This is a live blog of Lecture 17 of the 2025 edition of my graduate machine learning class “Patterns, Predictions, and Actions.” A Table of Contents is here.

Way back in Lecture 3, we discussed how a core application of statistical prediction was evaluating the impact of actions. I presented Paul Meehl’s actuarial framework for decisions: When given a decision problem with a small set of possible outcomes and an appropriate, fixed data format, actuarial rules provide more accurate predictions than clinical judgment on average.

Part of the problem with the actuarial method is that it assumes this data already exists. If we have some new novel action that we’ve never observed before, how can we collect the data needed to predict average outcomes?

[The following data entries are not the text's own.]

//! Redirect side effect: open a URL in a new browsing context.
//!
//! Fire-and-forget: failures are logged, never reported back to the
//! analysis flow. Targets come from model output, so every navigator the
//! hosts build is wrapped in [`WebOnly`].

use tracing::{info, warn};
use url::Url;

/// Receives redirect targets produced by an analysis.
pub trait Navigator {
    fn open(&mut self, url: &str);
}

/// Whether `target` is an absolute `http`/`https` URL with a host.
#[must_use]
pub fn is_web_url(target: &str) -> bool {
    Url::parse(target)
        .is_ok_and(|u| matches!(u.scheme(), "http" | "https") && u.host_str().is_some_and(|h| !h.is_empty()))
}

/// Passes only web URLs to the inner navigator. Paths, `file:`,
/// `javascript:` and other schemes are refused.
pub struct WebOnly<N>(pub N);

impl<N: Navigator> Navigator for WebOnly<N> {
    fn open(&mut self, url: &str) {
        if is_web_url(url) {
            self.0.open(url);
        } else {
            warn!(%url, "redirect: refused non-web target");
        }
    }
}

/// Opens URLs in the system's default browser.
pub struct SystemBrowser;

impl Navigator for SystemBrowser {
    fn open(&mut self, url: &str) {
        match open::that_detached(url) {
            Ok(()) => info!(%url, "redirect: opened in browser"),
            Err(e) => warn!(%url, error = %e, "redirect: failed to open browser"),
        }
    }
}

/// Prints URLs to stdout instead of opening them.
pub struct PrintUrl;

impl Navigator for PrintUrl {
    fn open(&mut self, url: &str) {
        println!("{url}");
    }
}

#[cfg(test)]
#[path = "redirect_test.rs"]
mod tests;
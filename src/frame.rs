//! Frame: the message envelope between a drawing client and the server.
//!
//! ARCHITECTURE
//! ============
//! Clients send request frames over WebSocket; the server dispatches by
//! syscall prefix (`surface:`, `pointer:`, `touch:`, `analysis:`) and answers
//! with done/error frames. Server-initiated notices (`session:connected`,
//! `navigate:open`) are plain request frames.
//!
//! DESIGN
//! ======
//! - Flat data: payload is always `Map<String, Value>`.
//! - Responses correlate to requests via `parent_id`.

use std::collections::HashMap;
use std::time::{SystemTime, UNIX_EPOCH};

use serde::{Deserialize, Serialize};
use uuid::Uuid;

// =============================================================================
// FIELD CONSTANTS
// =============================================================================

/// Frame data key for error messages.
pub const FRAME_MESSAGE: &str = "message";

/// Frame data key for grepable error codes.
pub const FRAME_CODE: &str = "code";

/// Frame data key for the retryable flag on error frames.
pub const FRAME_RETRYABLE: &str = "retryable";

// =============================================================================
// TYPES
// =============================================================================

/// Flat key-value payload. Alias to reduce noise in signatures.
pub type Data = HashMap<String, serde_json::Value>;

/// Lifecycle position of a frame in a request/response stream.
///
/// Every exchange is `request → done` or `request → error`.
#[derive(Debug, Clone, Copy, PartialEq, Eq, Serialize, Deserialize)]
#[serde(rename_all = "lowercase")]
pub enum Status {
    Request,
    Done,
    Error,
}

/// The universal message type.
#[derive(Debug, Clone, Serialize, Deserialize)]
pub struct Frame {
    pub id: Uuid,
    pub parent_id: Option<Uuid>,
    /// Milliseconds since Unix epoch. Set automatically at construction.
    pub ts: i64,
    pub syscall: String,
    pub status: Status,
    #[serde(default)]
    pub data: Data,
}

// =============================================================================
// ERROR CODES
// =============================================================================

/// Grepable error code and retryable flag for structured error frames.
pub trait ErrorCode: std::fmt::Display {
    fn error_code(&self) -> &'static str;

    fn retryable(&self) -> bool {
        false
    }
}

// =============================================================================
// CONSTRUCTORS
// =============================================================================

/// Current time as milliseconds since Unix epoch.
fn now_ms() -> i64 {
    let Ok(dur) = SystemTime::now().duration_since(UNIX_EPOCH) else {
        return 0;
    };
    i64::try_from(dur.as_millis()).unwrap_or(0)
}

impl Frame {
    /// Create a request frame.
    pub fn request(syscall: impl Into<String>, data: Data) -> Self {
        Self { id: Uuid::new_v4(), parent_id: None, ts: now_ms(), syscall: syscall.into(), status: Status::Request, data }
    }

    /// Create a done response. Terminal.
    #[must_use]
    pub fn done(&self) -> Self {
        self.reply(Status::Done, Data::new())
    }

    /// Create a done response carrying data. Terminal.
    #[must_use]
    pub fn done_with(&self, data: Data) -> Self {
        self.reply(Status::Done, data)
    }

    /// Create an error response from a plain string. Terminal.
    #[must_use]
    pub fn error(&self, message: impl Into<String>) -> Self {
        let mut data = Data::new();
        data.insert(FRAME_MESSAGE.into(), serde_json::Value::String(message.into()));
        self.reply(Status::Error, data)
    }

    /// Create a structured error response from a typed error. Terminal.
    #[must_use]
    pub fn error_from(&self, err: &(impl ErrorCode + ?Sized)) -> Self {
        let mut data = Data::new();
        data.insert(FRAME_CODE.into(), serde_json::Value::String(err.error_code().to_string()));
        data.insert(FRAME_MESSAGE.into(), serde_json::Value::String(err.to_string()));
        data.insert(FRAME_RETRYABLE.into(), serde_json::Value::Bool(err.retryable()));
        self.reply(Status::Error, data)
    }

    /// Build a reply frame. Inherits `syscall` and correlates via `parent_id`.
    fn reply(&self, status: Status, data: Data) -> Self {
        Self {
            id: Uuid::new_v4(),
            parent_id: Some(self.id),
            ts: now_ms(),
            syscall: self.syscall.clone(),
            status,
            data,
        }
    }
}

// =============================================================================
// BUILDERS
// =============================================================================

impl Frame {
    #[must_use]
    pub fn with_data(mut self, key: impl Into<String>, value: impl Into<serde_json::Value>) -> Self {
        self.data.insert(key.into(), value.into());
        self
    }
}

// =============================================================================
// ROUTING
// =============================================================================

impl Frame {
    /// Extract the syscall prefix (everything before the first ':').
    #[must_use]
    pub fn prefix(&self) -> &str {
        let Some((prefix, _)) = self.syscall.split_once(':') else {
            return &self.syscall;
        };
        prefix
    }

    /// Extract the operation (everything after the first ':'), or `""`.
    #[must_use]
    pub fn op(&self) -> &str {
        self.syscall.split_once(':').map_or("", |(_, op)| op)
    }
}

// =============================================================================
// TESTS
// =============================================================================

#[cfg(test)]
#[path = "frame_test.rs"]
mod tests;
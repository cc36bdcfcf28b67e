//! Freehand drawing surface for sketch analysis.
//!
//! This crate owns the raster behind the full-window drawing area. It turns
//! raw pointer and touch events into connected stroke segments on a
//! persistent pixel buffer, reallocates that buffer when the viewport
//! changes, and produces a self-contained PNG payload of the current pixels
//! on demand. The host layer is responsible only for forwarding events
//! together with the surface's current bounding rectangle.
//!
//! ## Module layout
//!
//! | Module | Role |
//! |--------|------|
//! | [`surface`] | [`surface::DrawSurface`]: stroke state machine, resize, clear, snapshot |
//! | [`input`] | Input event types and the [`input::DrawingState`] machine |
//! | [`coords`] | Client-to-canvas coordinate mapping |
//! | [`raster`] | RGBA pixel buffer and round-capped segment stamping |
//! | [`snapshot`] | PNG + base64 inline image payload |
//! | [`consts`] | Shared constants (colours, line width, MIME type) |

pub mod consts;
pub mod coords;
pub mod input;
pub mod raster;
pub mod snapshot;
pub mod surface;

pub use coords::{BoundingRect, ClientPoint, StrokePoint};
pub use input::{DrawingState, InputEvent};
pub use raster::Raster;
pub use snapshot::{Snapshot, SnapshotError};
pub use surface::{DrawSurface, SurfaceAction};
//! Shared constants for the canvas crate.

// ── Raster ──────────────────────────────────────────────────────

/// Background fill for a fresh or cleared raster (opaque black).
pub const BACKGROUND: [u8; 4] = [0, 0, 0, 255];

/// Stroke colour (opaque white).
pub const STROKE_COLOR: [u8; 4] = [255, 255, 255, 255];

/// Stroke width in pixels.
pub const LINE_WIDTH: f64 = 3.0;

// ── Snapshot ────────────────────────────────────────────────────

/// Media type of the encoded snapshot payload.
pub const PNG_MIME: &str = "image/png";
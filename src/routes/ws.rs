//! WebSocket handler: one drawing session per connection.
//!
//! DESIGN
//! ======
//! On upgrade, the connection creates its own [`Session`] and enters a
//! `select!` loop:
//! - Incoming client frames → parse + dispatch by syscall prefix
//! - Finished analyses → apply result to the session, notify the client
//!
//! The model call runs in a spawned task so pointer frames keep flowing
//! while it is in flight. Only the connection loop touches the session;
//! the task reports back over a channel and the loop applies results in
//! the order they arrive.
//!
//! LIFECYCLE
//! =========
//! 1. Upgrade → send `session:connected` with `client_id`
//! 2. Client sends frames → dispatch → reply frames to the client
//! 3. `analysis:request` → `analysis:state {analyzing: true}`, task spawned
//! 4. Task completes → `navigate:open`?, `analysis:result`,
//!    `analysis:state {analyzing: false}`, terminal reply
//! 5. Close → the session is dropped with the connection

use std::sync::Arc;

use axum::extract::State;
use axum::extract::ws::{Message, WebSocket, WebSocketUpgrade};
use axum::response::Response;
use canvas::{BoundingRect, ClientPoint, InputEvent, SurfaceAction};
use serde::Deserialize;
use serde::de::DeserializeOwned;
use serde_json::json;
use tokio::sync::mpsc;
use tracing::{debug, info, warn};
use uuid::Uuid;

use crate::frame::{Data, Frame, Status};
use crate::services::analysis::{AnalysisError, AnalysisOutcome, AnalysisPipeline};
use crate::services::redirect::{Navigator, WebOnly};
use crate::services::session::Session;
use crate::state::AppState;

/// Largest accepted viewport edge, in pixels.
pub const MAX_VIEWPORT_DIM: u32 = 8192;

// =============================================================================
// PAYLOADS
// =============================================================================

#[derive(Debug, Deserialize)]
struct ResizePayload {
    width: u32,
    height: u32,
}

#[derive(Debug, Deserialize)]
struct PointerPayload {
    #[serde(flatten)]
    point: ClientPoint,
    rect: BoundingRect,
}

#[derive(Debug, Deserialize)]
struct TouchPayload {
    #[serde(default)]
    touches: Vec<ClientPoint>,
    rect: BoundingRect,
}

/// A finished analysis on its way back to the connection loop.
struct AnalysisDone {
    request: Frame,
    result: Result<AnalysisOutcome, AnalysisError>,
}

// =============================================================================
// UPGRADE
// =============================================================================

pub async fn handle_ws(State(state): State<AppState>, ws: WebSocketUpgrade) -> Response {
    ws.on_upgrade(move |socket| run_ws(socket, state))
}

// =============================================================================
// CONNECTION
// =============================================================================

async fn run_ws(mut socket: WebSocket, state: AppState) {
    let client_id = Uuid::new_v4();
    let (done_tx, mut done_rx) = mpsc::channel::<AnalysisDone>(4);
    let mut session = Session::default();

    let welcome = Frame::request("session:connected", Data::new())
        .with_data("client_id", client_id.to_string())
        .with_data("analysis_configured", state.pipeline.is_configured());
    if send_frame(&mut socket, &welcome).await.is_err() {
        return;
    }

    info!(%client_id, "ws: client connected");

    loop {
        let outbound = tokio::select! {
            msg = socket.recv() => {
                let Some(Ok(msg)) = msg else { break };
                match msg {
                    Message::Text(text) => process_inbound_text(&state, &mut session, client_id, &done_tx, &text),
                    Message::Close(_) => break,
                    _ => continue,
                }
            }
            Some(done) = done_rx.recv() => complete_analysis(&mut session, client_id, done),
        };

        if send_frames(&mut socket, &outbound).await.is_err() {
            break;
        }
    }

    info!(%client_id, "ws: client disconnected");
}

// =============================================================================
// FRAME DISPATCH
// =============================================================================

/// Parse and process one inbound text frame and return frames for the client.
///
/// Keeps the websocket transport out of frame handling so tests can drive a
/// session end to end without a socket.
fn process_inbound_text(
    state: &AppState,
    session: &mut Session,
    client_id: Uuid,
    done_tx: &mpsc::Sender<AnalysisDone>,
    text: &str,
) -> Vec<Frame> {
    let req: Frame = match serde_json::from_str(text) {
        Ok(r) => r,
        Err(e) => {
            warn!(%client_id, error = %e, "ws: invalid inbound frame");
            let err = Frame::request("gateway:error", Data::new()).with_data("message", format!("invalid json: {e}"));
            return vec![err];
        }
    };

    let prefix = req.prefix();
    if prefix != "pointer" && prefix != "touch" {
        info!(%client_id, id = %req.id, syscall = %req.syscall, "ws: recv frame");
    }

    let result = match prefix {
        "surface" => handle_surface(session, &req),
        "pointer" => handle_pointer(session, &req),
        "touch" => handle_touch(session, &req),
        "analysis" => handle_analysis(state, session, client_id, done_tx, &req),
        _ => Err(req.error(format!("unknown prefix: {prefix}"))),
    };

    result.unwrap_or_else(|err_frame| vec![err_frame])
}

// =============================================================================
// SURFACE HANDLERS
// =============================================================================

fn handle_surface(session: &mut Session, req: &Frame) -> Result<Vec<Frame>, Frame> {
    match req.op() {
        "resize" => {
            let ResizePayload { width, height } = payload(req)?;
            if width > MAX_VIEWPORT_DIM || height > MAX_VIEWPORT_DIM {
                return Err(req.error(format!("viewport exceeds {MAX_VIEWPORT_DIM}px: {width}x{height}")));
            }
            session.resize(width, height);
            Ok(vec![req.done().with_data("width", width).with_data("height", height)])
        }
        "clear" => {
            session.clear();
            Ok(vec![req.done().with_data("text", "")])
        }
        "snapshot" => match session.surface().snapshot() {
            Ok(snap) => Ok(vec![
                req.done()
                    .with_data("mime_type", snap.mime_type)
                    .with_data("data", snap.data)
                    .with_data("width", snap.width)
                    .with_data("height", snap.height),
            ]),
            Err(e) => Err(req.error_from(&AnalysisError::from(e))),
        },
        op => Err(req.error(format!("unknown surface op: {op}"))),
    }
}

// =============================================================================
// INPUT HANDLERS
// =============================================================================

fn handle_pointer(session: &mut Session, req: &Frame) -> Result<Vec<Frame>, Frame> {
    let PointerPayload { point, rect } = payload(req)?;
    let event = match req.op() {
        "down" => InputEvent::MouseDown(point),
        "move" => InputEvent::MouseMove(point),
        "up" => InputEvent::MouseUp(point),
        "leave" => InputEvent::MouseLeave(point),
        op => return Err(req.error(format!("unknown pointer op: {op}"))),
    };
    Ok(input_reply(req, session.handle_input(&event, rect)))
}

fn handle_touch(session: &mut Session, req: &Frame) -> Result<Vec<Frame>, Frame> {
    let TouchPayload { touches, rect } = payload(req)?;
    let event = match req.op() {
        "start" => InputEvent::TouchStart(touches),
        "move" => InputEvent::TouchMove(touches),
        "end" => InputEvent::TouchEnd(touches),
        op => return Err(req.error(format!("unknown touch op: {op}"))),
    };
    Ok(input_reply(req, session.handle_input(&event, rect)))
}

/// Input frames that change nothing get no reply.
fn input_reply(req: &Frame, action: SurfaceAction) -> Vec<Frame> {
    let mut data = Data::new();
    match action {
        SurfaceAction::None => return vec![],
        SurfaceAction::StrokeStarted(at) => {
            data.insert("drawing".into(), json!(true));
            data.insert("at".into(), json!(at));
        }
        SurfaceAction::Segment { from, to } => {
            data.insert("drawing".into(), json!(true));
            data.insert("segment".into(), json!({ "from": from, "to": to }));
        }
        SurfaceAction::StrokeEnded => {
            data.insert("drawing".into(), json!(false));
        }
    }
    vec![req.done_with(data)]
}

// =============================================================================
// ANALYSIS HANDLER
// =============================================================================

fn handle_analysis(
    state: &AppState,
    session: &mut Session,
    client_id: Uuid,
    done_tx: &mpsc::Sender<AnalysisDone>,
    req: &Frame,
) -> Result<Vec<Frame>, Frame> {
    if req.op() != "request" {
        return Err(req.error(format!("unknown analysis op: {}", req.op())));
    }

    let snapshot = match session.begin_analysis(&state.pipeline) {
        Ok(snapshot) => snapshot,
        Err(AnalysisError::Busy) => {
            debug!(%client_id, "ws: analysis already in flight");
            return Err(req.error_from(&AnalysisError::Busy));
        }
        Err(e) => {
            warn!(%client_id, error = %e, "ws: analysis not started");
            let text = session.analysis.result_text.clone();
            return Ok(vec![result_frame(&text), req.error_from(&e).with_data("text", text)]);
        }
    };

    info!(%client_id, bytes = snapshot.byte_len(), "ws: analysis started");
    spawn_analysis(Arc::clone(&state.pipeline), req.clone(), snapshot, done_tx.clone());
    Ok(vec![state_frame(true)])
}

/// Run one analysis off the connection loop. The completion is always
/// delivered, including when the inner task panics or is cancelled.
fn spawn_analysis(
    pipeline: Arc<AnalysisPipeline>,
    request: Frame,
    snapshot: canvas::Snapshot,
    done_tx: mpsc::Sender<AnalysisDone>,
) {
    tokio::spawn(async move {
        let inner = tokio::spawn(async move { pipeline.analyze(&snapshot).await });
        let result = match inner.await {
            Ok(result) => result,
            Err(e) => Err(AnalysisError::Aborted(e.to_string())),
        };
        if done_tx.send(AnalysisDone { request, result }).await.is_err() {
            debug!("ws: connection closed before analysis finished");
        }
    });
}

/// Apply a finished analysis to the session and build the frames that tell
/// the client about it.
fn complete_analysis(session: &mut Session, client_id: Uuid, done: AnalysisDone) -> Vec<Frame> {
    let mut navigator = WebOnly(FrameNavigator::default());
    let text = session.finish_analysis(&done.result, &mut navigator).to_string();

    let mut frames = navigator.0.frames;
    frames.push(result_frame(&text));
    frames.push(state_frame(false));

    match &done.result {
        Ok(outcome) => {
            info!(%client_id, outcome = outcome.kind(), "ws: analysis finished");
            let mut reply = done.request.done().with_data("outcome", outcome.kind()).with_data("text", text);
            if let AnalysisOutcome::Redirect(url) = outcome {
                reply = reply.with_data("url", url.as_str());
            }
            frames.push(reply);
        }
        Err(e) => {
            warn!(%client_id, error = %e, "ws: analysis failed");
            frames.push(done.request.error_from(e).with_data("text", text));
        }
    }
    frames
}

/// Turns the redirect side effect into a `navigate:open` frame for the client.
#[derive(Default)]
struct FrameNavigator {
    frames: Vec<Frame>,
}

impl Navigator for FrameNavigator {
    fn open(&mut self, url: &str) {
        self.frames.push(Frame::request("navigate:open", Data::new()).with_data("url", url));
    }
}

// =============================================================================
// HELPERS
// =============================================================================

fn state_frame(analyzing: bool) -> Frame {
    Frame::request("analysis:state", Data::new()).with_data("analyzing", analyzing)
}

fn result_frame(text: &str) -> Frame {
    Frame::request("analysis:result", Data::new()).with_data("text", text)
}

/// Deserialize a request's data into a typed payload.
fn payload<T: DeserializeOwned>(req: &Frame) -> Result<T, Frame> {
    let value = serde_json::Value::Object(req.data.clone().into_iter().collect());
    serde_json::from_value(value).map_err(|e| req.error(format!("invalid payload: {e}")))
}

async fn send_frames(socket: &mut WebSocket, frames: &[Frame]) -> Result<(), ()> {
    for frame in frames {
        send_frame(socket, frame).await?;
    }
    Ok(())
}

async fn send_frame(socket: &mut WebSocket, frame: &Frame) -> Result<(), ()> {
    let json = match serde_json::to_string(frame) {
        Ok(j) => j,
        Err(e) => {
            warn!(error = %e, "ws: failed to serialize frame");
            return Err(());
        }
    };
    if frame.status == Status::Error {
        let code = frame.data.get("code").and_then(|v| v.as_str()).unwrap_or("-");
        let message = frame.data.get("message").and_then(|v| v.as_str()).unwrap_or("-");
        warn!(id = %frame.id, syscall = %frame.syscall, code, message, "ws: send frame status=Error");
    } else if !frame.syscall.starts_with("pointer:") && !frame.syscall.starts_with("touch:") {
        info!(id = %frame.id, syscall = %frame.syscall, status = ?frame.status, "ws: send frame");
    }
    socket.send(Message::Text(json.into())).await.map_err(|_| ())
}

#[cfg(test)]
#[path = "ws_test.rs"]
mod tests;
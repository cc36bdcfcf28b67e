use super::*;
use crate::llm::types::LlmError;
use crate::services::analysis::{PRECONDITION_MESSAGE, REDIRECT_PLACEHOLDER};
use crate::state::test_helpers::{MockModel, test_app_state_with_model};
use canvas::consts::{BACKGROUND, STROKE_COLOR};
use tokio::sync::Notify;
use tokio::time::{Duration, timeout};

// =============================================================================
// HARNESS
// =============================================================================

struct Harness {
    state: AppState,
    model: Arc<MockModel>,
    session: Session,
    client_id: Uuid,
    done_tx: mpsc::Sender<AnalysisDone>,
    done_rx: mpsc::Receiver<AnalysisDone>,
}

impl Harness {
    fn new(model: MockModel) -> Self {
        let model = Arc::new(model);
        let (done_tx, done_rx) = mpsc::channel(4);
        Self {
            state: test_app_state_with_model(model.clone()),
            model,
            session: Session::default(),
            client_id: Uuid::new_v4(),
            done_tx,
            done_rx,
        }
    }

    fn send(&mut self, syscall: &str, data: serde_json::Value) -> Vec<Frame> {
        let data: Data = serde_json::from_value(data).expect("data should be an object");
        let text = serde_json::to_string(&Frame::request(syscall, data)).expect("serialize");
        process_inbound_text(&self.state, &mut self.session, self.client_id, &self.done_tx, &text)
    }

    fn resize(&mut self, width: u32, height: u32) {
        let frames = self.send("surface:resize", json!({ "width": width, "height": height }));
        assert_eq!(frames[0].status, Status::Done);
    }

    fn stroke(&mut self) {
        let rect = json!({ "left": 0.0, "top": 0.0, "width": 64.0, "height": 64.0 });
        self.send("pointer:down", json!({ "client_x": 4.0, "client_y": 4.0, "rect": rect }));
        self.send("pointer:move", json!({ "client_x": 40.0, "client_y": 40.0, "rect": rect }));
        self.send("pointer:up", json!({ "client_x": 40.0, "client_y": 40.0, "rect": rect }));
    }

    /// Wait for the next finished analysis and apply it like the connection
    /// loop does.
    async fn complete(&mut self) -> Vec<Frame> {
        let done = timeout(Duration::from_secs(2), self.done_rx.recv())
            .await
            .expect("analysis completion timed out")
            .expect("completion channel closed");
        complete_analysis(&mut self.session, self.client_id, done)
    }

    async fn wait_for_calls(&self, n: usize) {
        timeout(Duration::from_secs(2), async {
            while self.model.call_count() < n {
                tokio::task::yield_now().await;
            }
        })
        .await
        .expect("model was not called in time");
    }
}

fn str_field<'a>(frame: &'a Frame, key: &str) -> Option<&'a str> {
    frame.data.get(key).and_then(|v| v.as_str())
}

fn find<'a>(frames: &'a [Frame], syscall: &str) -> Option<&'a Frame> {
    frames.iter().find(|f| f.syscall == syscall && f.status == Status::Request)
}

// =============================================================================
// DISPATCH
// =============================================================================

#[test]
fn invalid_json_yields_gateway_error() {
    let mut h = Harness::new(MockModel::replying(&[]));
    let frames = process_inbound_text(&h.state, &mut h.session, h.client_id, &h.done_tx, "{not json");
    assert_eq!(frames.len(), 1);
    assert_eq!(frames[0].syscall, "gateway:error");
    assert!(str_field(&frames[0], "message").is_some_and(|m| m.starts_with("invalid json")));
}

One answer to this question is the randomized controlled trial. We can view this as a machine learning problem. Let’s suppose we have a new drug that we are considering offering to patients. We imagine there’s a population of such individuals out there who could benefit from taking it. We say we’ll evaluate the intervention based on some average measure of benefit for this population, like the average number of quality-adjusted life years gained, or some other dehumanizing aggregated statistic.

Now we have a cost function to optimize. It’s an average over a population. We’ve spent the semester so far developing data-driven tools to approximately solve this optimization problem. We randomly sample a collection of individuals from the population. Let’s say the outcome we aim to predict is whether they got better or not. Each subject has some associated features that we think are predictive of their outcome, like age or family history. Our goal is to devise a treatment plan that analyzes an individual’s features and predicts whether they will benefit from the drug.

To do this, we add one more feature to the list. We randomly assign each subject to receive the drug or not. That is, the feature vector is the concatenation of the data we think predictive of the outcome and their treatment assignment, a boolean variable equal to one if they received the treatment and zero otherwise.

We now wait to observe the labels. These are how each subject does in our pre-defined evaluation metric. Once we observe the outcomes on our study sample, we can build a statistical predictor, guess, from the observed data set.

outcome = guess(features, assignment)

Once we have computed this function, using a transformer or something, we are solidly back in the world of decision theory. We can then make decisions about everyone else in the population by appropriately thresholding the value

prediction = guess(features, treated)-guess(features, not treated)

This will be effectively the same as performing a likelihood ratio test, assuming our prediction function provides a good sense of the likelihood of benefit under treatment and no treatment.

From this perspective, randomized controlled trials are a data-driven approach to optimal decision making. We assume that you’d like to make a good decision in the standard average error decision theory setup. We look back at Lecture 4 and see that we need to be able to compute the expected value of a good outcome under treatment. We then estimate these expected values using machine learning techniques and treat the estimates as accurate when we make decisions. That is, we assume that estimates of rates in the past are good surrogates for rates in the future, as we always do.

Predicting the impact of actions is still just prediction. The major difference in the randomized controlled trial is our ability to manipulate one of the features to obtain a reasonable estimate of the conditional probability of an outcome. That the assignment be random is sufficient to ensure that our counts give accurate, unconfounded estimates.

Now, sadly, almost no one presents randomized trials this way. Philip Dawid has a phenomenal paper, “Causal Inference without Counterfactuals”, that sets things up as I do. As we’ll see, this setup provides a bridge between the statistical prediction we’ve developed so far in this course to the active manipulation in control design, policymaking, and reinforcement learning.

If you are sympathetic to “causal inference,” Dawid pens a must-read critique of the more common mathematical frameworks that claim to have the mystical power to divine causation. I have written before about why I think these claims are epistemically fraught. The randomized trial as a logical extension of the actuarial method makes sense to me. The randomized trial as a gold standard of causal inference does not.

Now, you might rightly complain that treating the output of a machine learning model as an accurate estimate of the likelihood of a medical outcome is problematic, too. I agree, we need to be careful. I could gripe about the many shortcomings of actuarial decision making, as I did in an earlier post. It’s not a panacea. And even from a statistical perspective, a great deal of care is needed. As is always the case with the actuarial method, you need a lot of samples to make highly accurate predictions. How many samples you need is hard to calculate in advance. Moreover, the idea that you can randomly sample subjects from a population is almost never true. And yet, such statistical assumptions are seldom true in machine learning, either. Machine learning and actuarial prediction push on despite these concerns. It’s possible that obsessing over the fine details of quantitative central limit theorems on causal trees might be missing the forest.